Here Are The Only Places Left For Retirees To Make A Dollar On Savings

If you’re retired or a conservative investor who cannot afford to lose money, your bank certificate of deposits are about to become worthless. Or close to worthless. For sure, as the Fed cuts rates this year, and maybe in two weeks, things like bank CDs and Treasury holdings will be worth much less than they were a year ago.

You can’t go to Europe to make money in fixed income. You can’t go to Japan. If a retiree wants to make money on cash without putting it into the stock market, they have one option in the conservative fixed-income space: non-U.S. debt. If they don’t mind risk, they can buy U.S. and European junk bonds.

Investors don’t have to be highly sophisticated to buy things like Ecuador dollar denominated debt. In 2015, for example, investors bought new issue Ecuador debt and were paid 8.5% interest on it annually.

Buying individual country bonds can be a costly endeavor. It often requires large upfront investments. In the case of Ecuador bonds, some require a minimum $200,000 up front. Ecuador is not investment-grade.

On Monday, BlackRock Investment Institute, the think tank arm of the world’s largest investment manager, said investors should hold local-currency, long-term debt in Brazil, Mexico, India and Indonesia, all paying over 4%.

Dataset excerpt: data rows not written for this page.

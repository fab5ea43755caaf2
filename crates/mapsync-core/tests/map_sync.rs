//! End-to-end tests against a local fixture map served by axum.

use std::collections::HashMap;
use std::net::SocketAddr;
use std::sync::{Arc, Mutex};
use std::time::Duration;

use axum::extract::Query;
use axum::http::StatusCode;
use axum::routing::get;
use axum::Router;
use chrono::{DateTime, Utc};
use mapsync_core::db::{Database, MarkerStore, SqliteMarkerStore};
use mapsync_core::{sync_markers, ErrorKind, MapClient, Marker, MarkerId, MarkerResponse};
use pretty_assertions::assert_eq;
use tokio::net::TcpListener;
use tokio_util::sync::CancellationToken;

type Hits = Arc<Mutex<Vec<String>>>;

const FILE_ANSWER: &str = r#"{"url":"http://test.local/file.jpg","filename":"IMG_1337.JPG"}"#;

fn markers_body(addr: SocketAddr) -> String {
    format!(
        r#"{{
  "markers": [
    {{
      "address": "1234 S Hi Ln, Halifax, NS, B3K 1N2, Canada",
      "category": {{"name": "Better Cycling"}},
      "created_at": "2020-05-28T15:22:40-03:00",
      "edit_link": "",
      "editable": true,
      "id": 5,
      "lat": "44.6501359",
      "lng": "-63.5900193",
      "response_url": "/responses/5.json",
      "user": {{"login": "userx"}}
    }},
    {{
      "address": "5432 South Park St, Halifax, NS, B3K 1N2, Canada",
      "category": {{"name": "Space to Move"}},
      "created_at": "2020-05-28T15:22:40-03:00",
      "editable": false,
      "id": 10,
      "lat": "44.642074",
      "lng": "-63.5801552",
      "response_url": "http://{addr}/responses/ten.json",
      "user": {{"login": "usery"}}
    }}
  ]
}}"#
    )
}

fn responses_body() -> String {
    format!(
        r#"{{
  "marker_response": [
    {{
      "answer": "  more bikes  ",
      "mode": "comment_mode",
      "question": "What change would you like to see on the street? ",
      "question_type": "EssayQuestion"
    }},
    {{
      "answer": null,
      "mode": "comment_mode",
      "question": "Anything else?",
      "question_type": "EssayQuestion"
    }},
    {{
      "answer": "   ",
      "mode": "comment_mode",
      "question": "Your email",
      "question_type": "TextQuestion"
    }},
    {{
      "answer": {FILE_ANSWER},
      "mode": "comment_mode",
      "question": "How would you like the street to look?",
      "question_type": "FileQuestion"
    }}
  ]
}}"#
    )
}

/// Serve the fixture map, recording every request path
async fn spawn_map(responses: &'static str) -> (SocketAddr, Hits) {
    let listener = TcpListener::bind("127.0.0.1:0").await.unwrap();
    let addr = listener.local_addr().unwrap();
    let hits: Hits = Arc::default();

    let listing = markers_body(addr);
    let body = match responses {
        "fixture" => responses_body(),
        other => other.to_string(),
    };

    let router = Router::new()
        .route(
            "/the-map/markers",
            get({
                let hits = hits.clone();
                move |Query(query): Query<HashMap<String, String>>| async move {
                    hits.lock().unwrap().push("/the-map/markers".to_string());
                    if query.get("filter").map(String::as_str) == Some("other_users") {
                        (StatusCode::OK, listing)
                    } else {
                        (StatusCode::NOT_FOUND, String::new())
                    }
                }
            }),
        )
        .route(
            "/responses/5.json",
            get({
                let hits = hits.clone();
                move || async move {
                    hits.lock().unwrap().push("/responses/5.json".to_string());
                    body
                }
            }),
        )
        .route(
            "/responses/ten.json",
            get({
                let hits = hits.clone();
                move || async move {
                    hits.lock().unwrap().push("/responses/ten.json".to_string());
                    r#"{"marker_response": []}"#
                }
            }),
        );

    tokio::spawn(async move {
        axum::serve(listener, router).await.unwrap();
    });

    (addr, hits)
}

fn hits_for(hits: &Hits, path: &str) -> usize {
    hits.lock().unwrap().iter().filter(|hit| *hit == path).count()
}

#[tokio::test]
async fn lists_markers_with_resolved_urls() {
    let (addr, _hits) = spawn_map("fixture").await;
    let client = MapClient::new(&format!("http://{addr}/the-map")).unwrap();

    let markers = client
        .list_markers(&CancellationToken::new())
        .await
        .unwrap();

    let created_at = "2020-05-28T18:22:40Z".parse::<DateTime<Utc>>().unwrap();
    let want = vec![
        Marker {
            id: MarkerId(5),
            user: "userx".to_string(),
            created_at,
            address: "1234 S Hi Ln, Halifax, NS, B3K 1N2, Canada".to_string(),
            category: "Better Cycling".to_string(),
            latitude: "44.6501359".to_string(),
            longitude: "-63.5900193".to_string(),
            url: format!("http://{addr}/the-map/#marker-5"),
            response_url: format!("http://{addr}/responses/5.json"),
            editable: true,
            responses: Vec::new(),
        },
        Marker {
            id: MarkerId(10),
            user: "usery".to_string(),
            created_at,
            address: "5432 South Park St, Halifax, NS, B3K 1N2, Canada".to_string(),
            category: "Space to Move".to_string(),
            latitude: "44.642074".to_string(),
            longitude: "-63.5801552".to_string(),
            url: format!("http://{addr}/the-map/#marker-10"),
            response_url: format!("http://{addr}/responses/ten.json"),
            editable: false,
            responses: Vec::new(),
        },
    ];
    assert_eq!(markers, want);

    for marker in &markers {
        assert_eq!(
            marker.url,
            format!("{}#marker-{}", client.base_url(), marker.id)
        );
    }
}

#[tokio::test]
async fn fills_normalized_responses() {
    let (addr, _hits) = spawn_map("fixture").await;
    let client = MapClient::new(&format!("http://{addr}/the-map")).unwrap();
    let mut marker = client
        .list_markers(&CancellationToken::new())
        .await
        .unwrap()
        .remove(0);

    client
        .fill_responses(&mut marker, &CancellationToken::new())
        .await
        .unwrap();

    assert_eq!(
        marker.responses,
        vec![
            MarkerResponse {
                mode: "comment_mode".to_string(),
                question_type: "EssayQuestion".to_string(),
                question: "What change would you like to see on the street?".to_string(),
                answer: b"more bikes".to_vec(),
            },
            MarkerResponse {
                mode: "comment_mode".to_string(),
                question_type: "FileQuestion".to_string(),
                question: "How would you like the street to look?".to_string(),
                answer: FILE_ANSWER.as_bytes().to_vec(),
            },
        ]
    );
}

#[tokio::test]
async fn sync_skips_finalized_markers_without_fetching() {
    let (addr, hits) = spawn_map("fixture").await;
    let client = MapClient::new(&format!("http://{addr}/the-map")).unwrap();
    let db = Database::open_in_memory().unwrap();
    let store = SqliteMarkerStore::new(db.connection());

    // Marker 10 is already stored as finalized
    let mut finalized = client
        .list_markers(&CancellationToken::new())
        .await
        .unwrap()
        .remove(1);
    finalized.address = "Stored before this run".to_string();
    store.sync_marker(&finalized).unwrap();

    let report = sync_markers(&store, &client, &CancellationToken::new())
        .await
        .unwrap();

    assert_eq!(report.synced, vec![MarkerId(5)]);
    assert_eq!(report.skipped, vec![MarkerId(10)]);
    assert_eq!(hits_for(&hits, "/responses/ten.json"), 0);
    assert_eq!(hits_for(&hits, "/responses/5.json"), 1);

    let stored = store.list_markers().unwrap();
    assert_eq!(stored.len(), 2);
    assert_eq!(stored[0].responses[0].answer, b"more bikes".to_vec());
    assert_eq!(stored[0].responses.len(), 2);
    assert_eq!(stored[1].address, "Stored before this run");
}

#[tokio::test]
async fn sync_refetches_editable_markers_every_run() {
    let (addr, hits) = spawn_map("fixture").await;
    let client = MapClient::new(&format!("http://{addr}/the-map")).unwrap();
    let tmp = tempfile::tempdir().unwrap();
    let db = Database::open(tmp.path().join("data.db")).unwrap();
    let store = SqliteMarkerStore::new(db.connection());

    sync_markers(&store, &client, &CancellationToken::new())
        .await
        .unwrap();
    let first = store.list_markers().unwrap();
    sync_markers(&store, &client, &CancellationToken::new())
        .await
        .unwrap();

    // 5 stays editable and is fetched twice; 10 was stored finalized on the first run
    assert_eq!(hits_for(&hits, "/responses/5.json"), 2);
    assert_eq!(hits_for(&hits, "/responses/ten.json"), 1);
    assert_eq!(store.list_markers().unwrap(), first);
}

#[tokio::test]
async fn malformed_responses_abort_with_decode_error() {
    let (addr, _hits) = spawn_map(r#"{"marker_response": [{"answer": 42, "question_type": "EssayQuestion"}]}"#).await;
    let client = MapClient::new(&format!("http://{addr}/the-map")).unwrap();
    let db = Database::open_in_memory().unwrap();
    let store = SqliteMarkerStore::new(db.connection());

    let err = sync_markers(&store, &client, &CancellationToken::new())
        .await
        .unwrap_err();

    assert_eq!(err.kind(), ErrorKind::Decode);
    assert_eq!(err.marker_id(), Some(MarkerId(5)));
    assert!(store.list_markers().unwrap().is_empty());
}

#[tokio::test]
async fn bad_status_is_a_transport_error() {
    let (addr, _hits) = spawn_map("fixture").await;
    let client = MapClient::new(&format!("http://{addr}/another-map")).unwrap();

    let err = client
        .list_markers(&CancellationToken::new())
        .await
        .unwrap_err();

    assert_eq!(err.kind(), ErrorKind::Transport);
    assert!(err.to_string().contains("404"), "{err}");
}

#[tokio::test]
async fn cancellation_aborts_in_flight_request() {
    let listener = TcpListener::bind("127.0.0.1:0").await.unwrap();
    let addr = listener.local_addr().unwrap();
    let router = Router::new().route(
        "/slow-map/markers",
        get(|| async {
            tokio::time::sleep(Duration::from_secs(30)).await;
            r#"{"markers": []}"#
        }),
    );
    tokio::spawn(async move {
        axum::serve(listener, router).await.unwrap();
    });

    let client = MapClient::new(&format!("http://{addr}/slow-map")).unwrap();
    let cancel = CancellationToken::new();
    let trigger = cancel.clone();
    tokio::spawn(async move {
        tokio::time::sleep(Duration::from_millis(50)).await;
        trigger.cancel();
    });

    let err = client.list_markers(&cancel).await.unwrap_err();
    assert_eq!(err.kind(), ErrorKind::Cancelled);
}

The decisively dovish turn in global monetary policy this year has helped drive bond yields lower. BlackRock fixed-income strategists led by Scott Thiel said in a note published on Monday that they expect low rates to go even lower now that the Fed is poised to deliver an “insurance” policy interest rate cut as early as July 31.

Then there is the European Central Bank, which has signaled its willingness to provide bond-buying stimulus at some point in the third quarter, opening the door for more QE and other countries to follow suit, like China, whose bond market yields around 3%.

Interest income is often the key reason why retail investors hold bonds. Higher yield is also an important component of total return—interest plus capital gains.

Bond traders might not mind buying a 0% yielding bond priced at around 110 if they know they can sell it later at 120. But no one holding that bond is seeing much from that trade, unless they’re selling it, too.

Sellers today are getting less yield from their bonds the next time they buy, assuming central banks keep talking about rate cuts. Thiel says investors should expect a “lower-for-longer” environment. That was not the case at the start of January, but it is now.

Against this backdrop, BlackRock upgraded their emerging-market bond positions to overweight in their 2019 midyear investment outlook report, released last week.

“Everyone who sold emerging market bonds instead of buying them last year during the short-lived dollar rally made a serious mistake,” says Jan Dehn, head of research at the London-based Ashmore Group, an $85 billion asset management firm specializing in emerging markets.

“Right now, it’s all about the Fed,” says James Barrineau, co-head of emerging market debt for Schroders in New York.

Emerging-market debt comes in two types: bonds denominated in the issuer’s local currency (more risk) and bonds denominated in another currency such as the U.S. dollar, also known as hard-currency debt (less risk).

Both types of emerging-market fixed income have rallied on Fed and ECB moves to lower rates.

BlackRock thinks the rally in U.S. Treasury bond prices pre-Independence Day went a little too far. On Friday, the 10-year bond price fell and yields were back to 2.12% after hitting a low of 1.96% on July 3. Six months ago, retail investors were probably being told by their financial advisors to wait and buy Treasury bonds when the Fed “returns to normal” and interest is around 4%.

BlackRock strategists said there are still reasons to buy in on some foreign country bonds.

“We believe the rally still has room to run,” Thiel and company wrote today in reference to their favorite emerging-market fixed-income markets, like Brazil.

Fed cuts are only bullish for retail fixed-income investors looking abroad if the Fed is perceived to be ahead of the curve, says Viktor Hjort, global head of credit strategy at BNP Paribas.

“That has only happened four times since 1980,” he says.

But the prospects are good that this is the fifth. Why? Because they are starting early.

If the Fed doesn’t follow through with cuts, then market volatility will push emerging-market bond prices lower. That’s a potential great entry point for anyone who believes the U.S., Europe and Japan are going to keep rates low.